Éric Dessert
Une autre Chine
L’autre Chine d’Éric Dessert, c’est celle des régions rurales des quatre provinces qu’il a parcourues et photographiées entre 2002 et 2009: Sichuan, Guizhou, Xinjiang et Gansu.
Une «autre» Chine parce que peu montrée, par rapport à celle des industries, de la construction, de l’urbanisation, de la modernité: toutes choses qui vont avec le développement fulgurant que connaît ce pays depuis quelques années.
Le propos d’Éric Dessert n’est pas d’aller à contre courant, de méconnaître cette évolution, d’exalter le passé face à la modernité. Un artiste ne choisit pas son sujet: il est travaillé par une nécessité.
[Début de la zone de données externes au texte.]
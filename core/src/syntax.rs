//! Template syntax parsing for command arguments.
//!
//! A template interleaves text fragments with descriptors:
//!
//! ```text
//! {} {} <{}> [{}]
//! ```
//!
//! Each fragment is classified by its last whitespace-delimited token and
//! decides how the descriptor that follows it is used:
//!
//! | trailing token | meaning                                |
//! |----------------|----------------------------------------|
//! | (empty)        | subcommand or subcommand group marker  |
//! | `<`            | required argument                      |
//! | `[`            | optional argument                      |
//! | anything else  | argument with no required flag applied |
//!
//! [`parse`] walks fragments and descriptors in lock-step and builds at most
//! one top-level subcommand group or subcommand plus flat arguments. Repeated
//! groups, subcommands and same-named top-level arguments are dropped; the
//! latter are reported as [`DuplicateArgument`]s.
//!
//! # Example
//!
//! ```
//! use slash_command_core::{ArgumentDescriptor, ArgumentOptions, parse, split_template};
//!
//! let sub = ArgumentDescriptor::subcommand(ArgumentOptions::new("roll", "Roll dice."));
//! let sides = ArgumentDescriptor::integer(ArgumentOptions::new("sides", "Die sides."));
//! let count = ArgumentDescriptor::integer(ArgumentOptions::new("count", "Dice count."));
//!
//! let parsed = parse(&split_template("{} <{}> [{}]"), &[&sub, &sides, &count]);
//! assert_eq!(parsed.options.len(), 1);
//!
//! let roll = &parsed.options[0];
//! assert_eq!(roll.suboptions().len(), 2);
//! assert_eq!(roll.suboptions()[0].required, Some(true));
//! assert_eq!(roll.suboptions()[1].required, Some(false));
//! ```

use crate::{ArgumentDescriptor, CommandOption, OptionKind};

/// Classification of a template fragment by its trailing token.
#[derive(Debug, Clone, Copy, PartialEq, Eq)]
pub enum Classifier {
    /// Empty trailing token: the next descriptor is a subcommand or group.
    Bare,
    /// `<`: the next descriptor is a required argument.
    Required,
    /// `[`: the next descriptor is an optional argument.
    Optional,
    /// Any other token.
    Other,
}

/// Classifies a fragment by its final whitespace-delimited token.
///
/// # Examples
///
/// ```
/// use slash_command_core::{Classifier, classify};
///
/// assert_eq!(classify(""), Classifier::Bare);
/// assert_eq!(classify("> "), Classifier::Bare);
/// assert_eq!(classify("> <"), Classifier::Required);
/// assert_eq!(classify("["), Classifier::Optional);
/// assert_eq!(classify(" x<"), Classifier::Other);
/// ```
pub fn classify(fragment: &str) -> Classifier {
    match fragment.rsplit(char::is_whitespace).next().unwrap_or_default() {
        "" => Classifier::Bare,
        "<" => Classifier::Required,
        "[" => Classifier::Optional,
        _ => Classifier::Other,
    }
}

/// Splits a template on `{}` placeholders into its fragments.
///
/// A template with `n` placeholders yields `n + 1` fragments.
///
/// # Examples
///
/// ```
/// use slash_command_core::split_template;
///
/// assert_eq!(split_template("{} <{}> [{}]"), vec!["", " <", "> [", "]"]);
/// assert_eq!(split_template("<{}>"), vec!["<", ">"]);
/// ```
pub fn split_template(template: &str) -> Vec<&str> {
    template.split("{}").collect()
}

/// Synthesizes fragments for a plain list of descriptors.
///
/// Subcommands and groups get a bare marker; other kinds are wrapped in
/// `<`…`>` when their explicit required flag is `true` and in `[`…`]`
/// otherwise.
///
/// # Examples
///
/// ```
/// use slash_command_core::{ArgumentDescriptor, ArgumentOptions, fragments_for};
///
/// let sub = ArgumentDescriptor::subcommand(ArgumentOptions::new("add", "Add."));
/// let a = ArgumentDescriptor::string(ArgumentOptions::new("a", "A.").with_required(true));
/// let b = ArgumentDescriptor::string(ArgumentOptions::new("b", "B."));
///
/// assert_eq!(fragments_for(&[&sub, &a, &b]), vec!["", " <", "> [", "]"]);
/// ```
pub fn fragments_for(descriptors: &[&ArgumentDescriptor]) -> Vec<String> {
    let joined = descriptors
        .iter()
        .map(|descriptor| {
            if descriptor.kind().is_container() {
                "-"
            } else if descriptor.required_hint() == Some(true) {
                "<->"
            } else {
                "[-]"
            }
        })
        .collect::<Vec<_>>()
        .join(" ");

    joined.split('-').map(String::from).collect()
}

/// A top-level argument dropped because its name was already taken.
#[derive(Debug, Clone, PartialEq, Eq)]
pub struct DuplicateArgument {
    /// The repeated name.
    pub name: Option<String>,
    /// How many top-level records with this name were seen in the call,
    /// subcommands and groups included.
    pub count: usize,
}

/// Output of a single [`parse`] call.
#[derive(Debug, Clone, Default, PartialEq)]
pub struct ParsedArgs {
    /// Top-level records in template order.
    pub options: Vec<CommandOption>,
    /// Top-level argument names that were dropped as duplicates.
    pub duplicates: Vec<DuplicateArgument>,
}

/// Where leaves following a subcommand marker are attached.
#[derive(Debug, Clone, Copy, PartialEq, Eq)]
enum SubcommandSlot {
    /// The subcommand is the top-level record at this index.
    TopLevel(usize),
    /// The subcommand is the last nested option of the group at this index.
    InGroup(usize),
}

#[derive(Debug, Default)]
struct ParseState {
    options: Vec<CommandOption>,
    pending_group: Option<usize>,
    pending_subcommand: Option<SubcommandSlot>,
    /// Set while the most recent subcommand lives inside a group and
    /// nothing has been appended to the top level after it.
    nested_is_last: bool,
    name_counts: Vec<NameCount>,
}

/// Same-named top-level records seen in one call.
#[derive(Debug)]
struct NameCount {
    name: Option<String>,
    count: usize,
    /// Set once a leaf with this name was dropped.
    dropped: bool,
}

impl ParseState {
    fn first_kind(&self) -> Option<OptionKind> {
        self.options.first().map(|opt| opt.kind)
    }

    fn push_top_level(&mut self, record: CommandOption) -> usize {
        self.options.push(record);
        self.nested_is_last = false;
        self.options.len() - 1
    }

    fn add_group(&mut self, record: CommandOption) {
        self.count_name(&record.name);
        if self.first_kind() == Some(OptionKind::SubcommandGroup) {
            return;
        }
        let index = self.push_top_level(record);
        self.pending_group = Some(index);
    }

    fn add_subcommand(&mut self, record: CommandOption) {
        if let Some(group_index) = self.pending_group {
            let group = &mut self.options[group_index];
            if !group.suboptions().is_empty() {
                return;
            }
            group.suboptions_mut().push(record);
            self.pending_group = None;
            self.pending_subcommand = Some(SubcommandSlot::InGroup(group_index));
            self.nested_is_last = true;
            return;
        }

        self.count_name(&record.name);
        if self.first_kind() == Some(OptionKind::Subcommand) {
            return;
        }
        let index = self.push_top_level(record);
        self.pending_subcommand = Some(SubcommandSlot::TopLevel(index));
    }

    fn add_leaf(&mut self, record: CommandOption) {
        match self.pending_subcommand {
            Some(SubcommandSlot::TopLevel(index)) => {
                self.options[index].suboptions_mut().push(record);
            }
            Some(SubcommandSlot::InGroup(group_index)) => {
                if let Some(sub) = self.options[group_index].suboptions_mut().last_mut() {
                    sub.suboptions_mut().push(record);
                }
            }
            None => {
                let entry = self.count_name(&record.name);
                if self.options.iter().any(|opt| opt.name == record.name) {
                    self.name_counts[entry].dropped = true;
                    return;
                }
                self.push_top_level(record);
            }
        }
    }

    fn count_name(&mut self, name: &Option<String>) -> usize {
        match self.name_counts.iter().position(|seen| &seen.name == name) {
            Some(index) => {
                self.name_counts[index].count += 1;
                index
            }
            None => {
                self.name_counts.push(NameCount {
                    name: name.clone(),
                    count: 1,
                    dropped: false,
                });
                self.name_counts.len() - 1
            }
        }
    }

    /// Drops a dangling top-level subcommand that trails a leading group.
    fn trim_trailing_subcommand(&mut self) {
        let visible = self.options.len() + usize::from(self.nested_is_last);
        if self.pending_subcommand.is_some()
            && visible > 1
            && self.first_kind() == Some(OptionKind::SubcommandGroup)
            && !self.nested_is_last
        {
            self.options.pop();
        }
    }

    fn finish(mut self) -> ParsedArgs {
        self.trim_trailing_subcommand();
        let duplicates = self
            .name_counts
            .into_iter()
            .filter(|seen| seen.dropped)
            .map(|seen| DuplicateArgument {
                name: seen.name,
                count: seen.count,
            })
            .collect();

        ParsedArgs {
            options: self.options,
            duplicates,
        }
    }
}

/// Parses fragments and descriptors into top-level records.
///
/// One descriptor is consumed per fragment; whichever sequence is longer is
/// truncated. Every consumed descriptor is finalized into a fresh record, so
/// reusing a descriptor across calls never shares state between results.
/// Parsing is total: malformed input degrades by dropping, never by failing.
pub fn parse<S: AsRef<str>>(fragments: &[S], descriptors: &[&ArgumentDescriptor]) -> ParsedArgs {
    let mut state = ParseState::default();

    for (fragment, descriptor) in fragments.iter().zip(descriptors) {
        let classifier = classify(fragment.as_ref());
        let mut record = descriptor.finalize();

        match classifier {
            Classifier::Bare => match record.kind {
                OptionKind::SubcommandGroup => state.add_group(record),
                OptionKind::Subcommand => state.add_subcommand(record),
                _ => {}
            },
            Classifier::Required | Classifier::Optional | Classifier::Other => {
                if record.required.is_none() {
                    record.required = match classifier {
                        Classifier::Required => Some(true),
                        Classifier::Optional => Some(false),
                        _ => None,
                    };
                }
                state.add_leaf(record);
            }
        }
    }

    state.finish()
}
Ainsi, depuis ses débuts, Éric Dessert photographie les paysages, les objets, les hommes dans une obsession quasi mystique pour le monde vernaculaire des sociétés rurales.
«La notion de ruralité me semble aujourd’hui capitale, non seulement pour la Chine mais plus largement encore pour ce qu’il en reste ailleurs. Toutes mes images, depuis vingt-cinq ans, y prennent appui.»
Son regard est peut-être minoritaire dans une époque plutôt cynique: il avoue son humanisme et sa quête de la beauté.
«Je ne m’intéresse qu’à ce que je reconnais comme beau, bon et humain. L’ultime but de ma vie est de retenir, le temps d’une image, l’équilibre fragile du temps, de l’espace et de la matière avec au centre l’Homme. Le reste n’intéresse pas, chez moi, ma pratique de la photographie. Mon engagement est spirituel, humain et esthétique.»
Éric Dessert travaille à la chambre grand format, discipline qui oblige à une lenteur, un soin, un regard attentif et appuyé. Il faut scruter un paysage, un visage, l’analyser, dans un temps qui est presque autant celui du dessin que de la photographie.
Au cours de ses voyages de quelques semaines, Éric Dessert ne voit donc rien des images qui s’accumulent dans les boîtes noires de plan-films. Le retour marque la deuxième étape, plus longue que le voyage, qui voit les images naître au jour dans le laboratoire.
Éric Dessert a longtemps tiré exclusivement au format du négatif (10 x 12,5 cm), sur des papiers produits dans les années 60, qui avaient une qualité supérieure aux papiers modernes.
Les ressources s’épuisant, il a recherché, pour les épreuves de ces quatre voyages en Chine, des équivalents actuels à ces papiers argentiques de grande qualité. Il a ainsi albuminé du papier chlorobromure, travaillé avec un papier au citrate viré à l’or, avant de se tourner vers le tirage au palladium-platine (en agrandissant ses films jusqu’au 40 x 50 cm: une première pour lui, si attaché à la miniature). Cette recherche sur la forme, et son évolution, se voit donc dans cette exposition, dont les tirages s’étirent sur plusieurs années.
La forme donnée à l’image, est primordiale dans l’art d’Éric Dessert. Il y met une sensualité, un amour de la matière, de la lumière, qui fait absolument partie de sa photographie.